In the records that follow, count the lines where the string "InvalidConfig" appears, and give the count with nothing added.

◆ Collected data entries
* * * * *

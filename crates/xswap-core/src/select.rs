//! Greedy UTXO selection.
//!
//! UTXOs are taken in the order the wallet supplies them until the running
//! total covers the request. There is no re-sorting by size, so the same
//! snapshot always yields the same selection.

use crate::codec::type_id;
use crate::error::{CoreError, Shortfall};
use crate::types::{AssetId, Utxo};

/// An amount of one asset that a wallet has to fund.
#[derive(Debug, Clone, PartialEq, Eq)]
pub struct Requirement {
    pub asset_id: AssetId,
    /// Display name for error messages (usually the asset symbol).
    pub symbol: String,
    pub amount: u64,
}

#[derive(Debug, Clone, PartialEq, Eq)]
pub struct Selection {
    pub asset_id: AssetId,
    pub chosen: Vec<Utxo>,
    pub total: u64,
    /// `total - requested`; a change output is owed when non-zero.
    pub remainder: u64,
}

impl Selection {
    pub fn needs_change(&self) -> bool {
        self.remainder > 0
    }
}

/// Pick UTXOs of `requirement.asset_id` covering `requirement.amount`.
///
/// `available` is `None` when the wallet has no UTXO store at all, which is
/// reported as `InvalidUtxoSet` rather than a balance shortfall. Only
/// secp256k1 transfer outputs are considered spendable.
pub fn select_utxos(
    available: Option<&[Utxo]>,
    requirement: &Requirement,
) -> Result<Selection, CoreError> {
    let available = available.ok_or_else(|| CoreError::no_utxo_store(&requirement.symbol))?;

    let mut matching = available
        .iter()
        .filter(|u| {
            u.asset_id == requirement.asset_id
                && u.output_type_id == type_id::SECP_TRANSFER_OUTPUT
        })
        .peekable();
    if matching.peek().is_none() {
        return Err(CoreError::InsufficientFunds {
            asset: requirement.symbol.clone(),
            shortfall: Shortfall::NoMatchingAsset,
        });
    }

    let mut chosen = Vec::new();
    let mut total: u64 = 0;
    for utxo in matching {
        if total >= requirement.amount {
            break;
        }
        total = total.saturating_add(utxo.amount);
        chosen.push(utxo.clone());
    }

    if total < requirement.amount {
        return Err(CoreError::InsufficientFunds {
            asset: requirement.symbol.clone(),
            shortfall: Shortfall::InsufficientTotal {
                required: requirement.amount,
                available: total,
            },
        });
    }

    tracing::debug!(
        asset = %requirement.asset_id,
        requested = requirement.amount,
        chosen = chosen.len(),
        total,
        "selected utxos"
    );

    Ok(Selection {
        asset_id: requirement.asset_id,
        chosen,
        total,
        remainder: total - requirement.amount,
    })
}
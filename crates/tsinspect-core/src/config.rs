//! Inspection configuration types.

use std::path::PathBuf;
use std::time::{Duration, SystemTime};

use derive_builder::Builder;
use serde::{Deserialize, Serialize};

use crate::error::InspectError;
use crate::window::TimeWindow;

/// Configuration for an inspection run.
#[derive(Debug, Clone, Builder, Serialize, Deserialize)]
#[builder(setter(into), build_fn(validate = "Self::validate"))]
pub struct InspectConfig {
    /// Directory to begin walking.
    pub root: PathBuf,

    /// Start of the time window.
    #[builder(default, setter(into, strip_option))]
    #[serde(default)]
    pub start: Option<SystemTime>,

    /// End of the time window.
    #[builder(default, setter(into, strip_option))]
    #[serde(default)]
    pub end: Option<SystemTime>,

    /// Window length, used to derive a missing start or end.
    #[builder(default, setter(into, strip_option))]
    #[serde(default)]
    pub window: Option<Duration>,

    /// Follow symbolic links.
    #[builder(default = "false")]
    #[serde(default)]
    pub follow_symlinks: bool,

    /// Include hidden entries (starting with .).
    #[builder(default = "true")]
    #[serde(default = "default_true")]
    pub include_hidden: bool,

    /// Maximum depth to traverse (None = unlimited).
    #[builder(default)]
    #[serde(default)]
    pub max_depth: Option<u32>,

    /// Number of worker threads (0 = auto-detect).
    #[builder(default = "0")]
    #[serde(default)]
    pub threads: usize,
}

fn default_true() -> bool {
    true
}

impl InspectConfigBuilder {
    fn validate(&self) -> Result<(), String> {
        if let Some(ref root) = self.root {
            if root.as_os_str().is_empty() {
                return Err("Root path cannot be empty".to_string());
            }
        } else {
            return Err("Root path is required".to_string());
        }
        Ok(())
    }
}

impl InspectConfig {
    /// Create a new config builder.
    pub fn builder() -> InspectConfigBuilder {
        InspectConfigBuilder::default()
    }

    /// Create a config for `root` with no window set.
    pub fn new(root: impl Into<PathBuf>) -> Self {
        Self {
            root: root.into(),
            start: None,
            end: None,
            window: None,
            follow_symlinks: false,
            include_hidden: true,
            max_depth: None,
            threads: 0,
        }
    }

    /// Set the window start.
    pub fn with_start(mut self, start: SystemTime) -> Self {
        self.start = Some(start);
        self
    }

    /// Set the window end.
    pub fn with_end(mut self, end: SystemTime) -> Self {
        self.end = Some(end);
        self
    }

    /// Set the window length.
    pub fn with_window(mut self, window: Duration) -> Self {
        self.window = Some(window);
        self
    }

    /// Resolve the configured bounds into a concrete window.
    pub fn resolve_window(&self) -> Result<TimeWindow, InspectError> {
        TimeWindow::resolve(self.start, self.end, self.window)
    }
}

impl From<InspectConfigBuilderError> for InspectError {
    fn from(err: InspectConfigBuilderError) -> Self {
        InspectError::InvalidConfig {
            message: err.to_string(),
        }
    }
}

#[cfg(test)]
mod tests {
    use super::*;
    use std::time::UNIX_EPOCH;

    #[test]
    fn test_config_builder() {
        let config = InspectConfig::builder()
            .root("/home/user")
            .end(UNIX_EPOCH + Duration::from_secs(1000))
            .window(Duration::from_secs(180))
            .threads(4usize)
            .build()
            .unwrap();

        assert_eq!(config.root, PathBuf::from("/home/user"));
        assert_eq!(config.threads, 4);
        assert!(config.include_hidden);
        assert!(config.start.is_none());

        let window = config.resolve_window().unwrap();
        assert_eq!(window.start, UNIX_EPOCH + Duration::from_secs(820));
    }

    #[test]
    fn test_builder_requires_root() {
        assert!(InspectConfig::builder().build().is_err());
        assert!(InspectConfig::builder().root("").build().is_err());
    }

    #[test]
    fn test_builder_error_converts() {
        let err: InspectError = InspectConfig::builder().build().unwrap_err().into();
        assert!(matches!(err, InspectError::InvalidConfig { .. }));
    }

    #[test]
    fn test_config_simple() {
        let config = InspectConfig::new("/r").with_start(UNIX_EPOCH);
        assert_eq!(config.root, PathBuf::from("/r"));
        assert!(!config.follow_symlinks);
        assert!(config.resolve_window().is_err());
    }
}
//! Result of a completed inspection run.

use std::collections::HashMap;
use std::path::PathBuf;
use std::time::{Duration, SystemTime};

use serde::{Deserialize, Serialize};

use crate::aggregate::{AggregateMap, Aggregator};
use crate::error::ProbeError;
use crate::window::TimeWindow;

/// Counters collected during a run.
#[derive(Debug, Clone, Default, PartialEq, Eq, Serialize, Deserialize)]
pub struct InspectStats {
    /// Directories yielded by the walker.
    pub dirs_scanned: u64,
    /// Entries probed successfully.
    pub entries_probed: u64,
    /// Entries with at least one timestamp in the window.
    pub matches: u64,
    /// Probe failures.
    pub errors: u64,
}

impl InspectStats {
    /// Create new empty stats.
    pub fn new() -> Self {
        Self::default()
    }

    /// Record a walked directory.
    pub fn record_dir(&mut self) {
        self.dirs_scanned += 1;
    }

    /// Record a successful probe.
    pub fn record_probe(&mut self, matched: bool) {
        self.entries_probed += 1;
        if matched {
            self.matches += 1;
        }
    }

    /// Record a failed probe.
    pub fn record_error(&mut self) {
        self.errors += 1;
    }
}

/// Everything one inspection produced.
#[derive(Debug, Clone, Serialize, Deserialize)]
pub struct InspectReport {
    /// Root directory that was walked.
    pub root: PathBuf,

    /// Resolved time window.
    pub window: TimeWindow,

    /// When this inspection was performed.
    pub inspected_at: SystemTime,

    /// Duration of the walk.
    pub duration: Duration,

    /// Whether the walk stopped early on request.
    pub cancelled: bool,

    /// Summary counters.
    pub stats: InspectStats,

    /// Aggregated matches and errors.
    #[serde(flatten)]
    pub results: Aggregator,
}

impl InspectReport {
    /// Create a report from a finished run.
    pub fn new(
        root: PathBuf,
        window: TimeWindow,
        results: Aggregator,
        stats: InspectStats,
        duration: Duration,
        cancelled: bool,
    ) -> Self {
        Self {
            root,
            window,
            inspected_at: SystemTime::now(),
            duration,
            cancelled,
            stats,
            results,
        }
    }

    /// Matches on creation time.
    pub fn created(&self) -> &AggregateMap {
        &self.results.created
    }

    /// Matches on access time.
    pub fn accessed(&self) -> &AggregateMap {
        &self.results.accessed
    }

    /// Matches on modification time.
    pub fn modified(&self) -> &AggregateMap {
        &self.results.modified
    }

    /// Probe failures keyed by absolute path.
    pub fn errors(&self) -> &HashMap<PathBuf, ProbeError> {
        &self.results.errors
    }

    /// Check if any entry failed to probe.
    pub fn has_errors(&self) -> bool {
        !self.results.errors.is_empty()
    }
}

#[cfg(test)]
mod tests {
    use super::*;

    #[test]
    fn test_stats_default() {
        let stats = InspectStats::default();
        assert_eq!(stats.dirs_scanned, 0);
        assert_eq!(stats.entries_probed, 0);
        assert_eq!(stats.errors, 0);
    }

    #[test]
    fn test_stats_record() {
        let mut stats = InspectStats::new();
        stats.record_dir();
        stats.record_probe(true);
        stats.record_probe(false);
        stats.record_error();

        assert_eq!(stats.dirs_scanned, 1);
        assert_eq!(stats.entries_probed, 2);
        assert_eq!(stats.matches, 1);
        assert_eq!(stats.errors, 1);
    }

    #[test]
    fn test_report_accessors() {
        let now = SystemTime::now();
        let report = InspectReport::new(
            PathBuf::from("/r"),
            TimeWindow::new(now, now),
            Aggregator::new(),
            InspectStats::new(),
            Duration::ZERO,
            false,
        );

        assert!(report.created().is_empty());
        assert!(report.accessed().is_empty());
        assert!(report.modified().is_empty());
        assert!(!report.has_errors());
    }
}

* * * * *

◆ RESPONSE FOR THIS EXERCISE
2